The EU has warned this would be met with fierce retaliation, raising fears of a potentially destructive trade war.

Catherine Barnard, Professor of European & Employment Law, University of Cambridge, warned the UK could terminate five key elements of the Protocol when deciding to invoke Article 16, but in doing so would be taking a huge risk.

When asked what short and long-term impact the triggering of Article 16 could have, she told “In the short term, none at all because there is a process of consultation which has to be gone through which will last a month.

“In the medium term, it depends on what the UK decides to do.

“If the answer is small changes about requiring documents to be submitted before goods go into Northern Ireland, it will not be significant.

“If, on the other hand, the UK decides to terminate Article 5-7, 10 and 12 of the Protocol, that will be much more serious and we can expect the EU to retaliate strongly.”

The five key elements of the Protocol referred to by Professor Barnard are: Customs, movement of goods (Article 5); Protection of the UK internal market (Article 6); Technical regulations, assessments, registrations, certificates, approvals and authorisations (Article 7); State aid (Article 10); and Implementation, application, supervision and enforcement (Article 12).

Following the latest round of talks with the UK in Brussels last Friday, European Commission vice president Maros Sefcovic, welcomed a change of tone from the British side and called for that to translate into compromise.

During an interview with the BBC two days later the EU official insisted progress had been made in the talks on post-Brexit trade issues affecting Northern Ireland, insisting solutions can be found if the UK redoubles its efforts

He said: “We had some progress on Friday.

“I’m sure that if Lord Frost and the UK would double their efforts, we can resolve all the outstanding issues to the satisfaction of the people of Northern Ireland.”

But just 24 hours later, Downing Street warned the UK is still ready to consider tearing up elements of Northern Ireland’s Brexit deal.

Number 10 insisted there is no timetable for whether or not it would unilaterally use the powers under Article 16 if changes to the deal cannot be agreed with the EU.

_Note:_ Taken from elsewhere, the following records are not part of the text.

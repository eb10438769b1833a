//! Integration tests for the `PostgreSQL` prepare key.
//!
//! These tests require Docker to be running and will spin up a `PostgreSQL`
//! container using testcontainers.

use std::convert::Infallible;

use chrono::{Duration, Utc};
use sqlx::PgPool;
use strata_core::prepare::{PrepareError, PrepareKey, PrepareOutcome, PreparedValue};
use strata_postgres::PgPrepareKey;
use testcontainers::{ContainerAsync, runners::AsyncRunner};
use testcontainers_modules::postgres::Postgres;

struct TestDb {
    _container: ContainerAsync<Postgres>,
    pool: PgPool,
}

impl TestDb {
    async fn new() -> Self {
        let container = Postgres::default().start().await.unwrap();
        let host = container.get_host().await.unwrap();
        let port = container.get_host_port_ipv4(5432).await.unwrap();

        let connection_string = format!("postgres://postgres:postgres@{host}:{port}/postgres");
        let pool = PgPool::connect(&connection_string).await.unwrap();

        Self {
            _container: container,
            pool,
        }
    }

    async fn emails(&self) -> PgPrepareKey<String> {
        let emails = PgPrepareKey::new(self.pool.clone(), "email");
        emails.migrate().await.unwrap();
        emails
    }
}

#[derive(Debug, thiserror::Error)]
#[error("registration failed")]
struct RegistrationFailed;

#[tokio::test]
async fn first_claim_wins() {
    let db = TestDb::new().await;
    let emails = db.emails().await;

    assert!(emails.prepare("ada@example.com", PreparedValue::forever("user-1".into())).await.unwrap());
    assert!(!emails.prepare("ada@example.com", PreparedValue::forever("user-2".into())).await.unwrap());
    assert_eq!(emails.get("ada@example.com").await.unwrap().as_deref(), Some("user-1"));
}

#[tokio::test]
async fn repeated_claim_by_same_value_succeeds() {
    let db = TestDb::new().await;
    let emails = db.emails().await;

    assert!(emails.prepare("ada@example.com", PreparedValue::forever("user-1".into())).await.unwrap());
    assert!(emails.prepare("ada@example.com", PreparedValue::forever("user-1".into())).await.unwrap());
    assert_eq!(
        emails.try_prepare("ada@example.com", PreparedValue::forever("user-1".into())).await.unwrap(),
        PrepareOutcome::AlreadyHeld
    );
    assert_eq!(
        emails.try_prepare("ada@example.com", PreparedValue::forever("user-2".into())).await.unwrap(),
        PrepareOutcome::Taken
    );
}

#[tokio::test]
async fn expired_claim_can_be_taken_over() {
    let db = TestDb::new().await;
    let emails = db.emails().await;
    let lapsed = PreparedValue::until("user-1".to_string(), Utc::now() - Duration::seconds(5));

    assert!(emails.prepare("ada@example.com", lapsed).await.unwrap());
    assert_eq!(emails.get("ada@example.com").await.unwrap(), None);
    assert!(emails.get_value("ada@example.com").await.unwrap().unwrap().is_expired());

    assert!(emails.prepare("ada@example.com", PreparedValue::forever("user-2".into())).await.unwrap());
    assert_eq!(emails.get("ada@example.com").await.unwrap().as_deref(), Some("user-2"));
}

#[tokio::test]
async fn rollback_releases_claims() {
    let db = TestDb::new().await;
    let emails = db.emails().await;
    emails.prepare("a@example.com", PreparedValue::forever("user-1".into())).await.unwrap();
    emails.prepare("b@example.com", PreparedValue::forever("user-2".into())).await.unwrap();

    assert!(emails.rollback("a@example.com").await.unwrap());
    assert!(!emails.rollback("a@example.com").await.unwrap());

    assert!(!emails.rollback_value("b@example.com", &"user-9".to_string()).await.unwrap());
    assert!(emails.rollback_value("b@example.com", &"user-2".to_string()).await.unwrap());
    assert_eq!(emails.get_value("b@example.com").await.unwrap(), None);
}

#[tokio::test]
async fn reprepare_replaces_matching_claims() {
    let db = TestDb::new().await;
    let emails = db.emails().await;
    emails.prepare("ada@example.com", PreparedValue::forever("user-1".into())).await.unwrap();

    assert!(!emails
        .reprepare("ada@example.com", &"user-9".to_string(), PreparedValue::forever("user-2".into()))
        .await
        .unwrap());
    assert!(emails
        .reprepare("ada@example.com", &"user-1".to_string(), PreparedValue::forever("user-2".into()))
        .await
        .unwrap());
    assert!(emails
        .reprepare_value("ada@example.com", PreparedValue::forever("user-3".into()))
        .await
        .unwrap());
    assert!(!emails
        .reprepare_value("nobody@example.com", PreparedValue::forever("user-3".into()))
        .await
        .unwrap());
    assert_eq!(emails.get("ada@example.com").await.unwrap().as_deref(), Some("user-3"));
}

#[tokio::test]
async fn reprepare_key_moves_a_claim() {
    let db = TestDb::new().await;
    let emails = db.emails().await;
    emails.prepare("old@example.com", PreparedValue::forever("user-1".into())).await.unwrap();

    let moved = emails
        .reprepare_key(
            "old@example.com",
            &"user-1".to_string(),
            "new@example.com",
            PreparedValue::forever("user-1".into()),
        )
        .await
        .unwrap();
    assert!(moved);
    assert_eq!(emails.get("old@example.com").await.unwrap(), None);
    assert_eq!(emails.get("new@example.com").await.unwrap().as_deref(), Some("user-1"));
}

#[tokio::test]
async fn with_prepared_rolls_back_failed_operations() {
    let db = TestDb::new().await;
    let emails = db.emails().await;

    let err = emails
        .with_prepared("ada@example.com", PreparedValue::forever("user-1".into()), |claimed| async move {
            assert!(claimed);
            Err::<(), _>(RegistrationFailed)
        })
        .await
        .unwrap_err();
    assert!(matches!(err, PrepareError::Operation(RegistrationFailed)));
    assert_eq!(emails.get_value("ada@example.com").await.unwrap(), None);

    let registered = emails
        .with_prepared("ada@example.com", PreparedValue::forever("user-1".into()), |claimed| async move {
            Ok::<_, Infallible>(claimed)
        })
        .await
        .unwrap();
    assert!(registered);
    assert_eq!(emails.get("ada@example.com").await.unwrap().as_deref(), Some("user-1"));
}

#[tokio::test]
async fn failed_operation_keeps_a_claim_the_value_already_held() {
    let db = TestDb::new().await;
    let emails = db.emails().await;
    emails.prepare("ada@example.com", PreparedValue::forever("user-1".into())).await.unwrap();

    let err = emails
        .with_prepared("ada@example.com", PreparedValue::forever("user-1".into()), |claimed| async move {
            assert!(claimed);
            Err::<(), _>(RegistrationFailed)
        })
        .await
        .unwrap_err();
    assert!(matches!(err, PrepareError::Operation(RegistrationFailed)));
    assert_eq!(emails.get("ada@example.com").await.unwrap().as_deref(), Some("user-1"));
}

#[tokio::test]
async fn key_sets_share_the_table_but_not_claims() {
    let db = TestDb::new().await;
    let emails = db.emails().await;
    let usernames: PgPrepareKey<String> = PgPrepareKey::new(db.pool.clone(), "username");

    assert!(emails.prepare("ada", PreparedValue::forever("user-1".into())).await.unwrap());
    assert!(usernames.prepare("ada", PreparedValue::forever("user-2".into())).await.unwrap());
    assert_eq!(usernames.name(), "username");
}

A spokesman said: “Our preference remains to agree a negotiated solution if we can.

“Of course, we will use Article 16, the safety mechanism, if solutions can’t be found.”

Asked whether the UK would be willing to use it before Christmas, the spokesman added: “I’m not going to put a timetable on it.

“We continue to believe that the conditions for triggering that safety mechanism of Article 16 have been met.

“That remains the Government position but we will continue to look for a consensual negotiated solution.”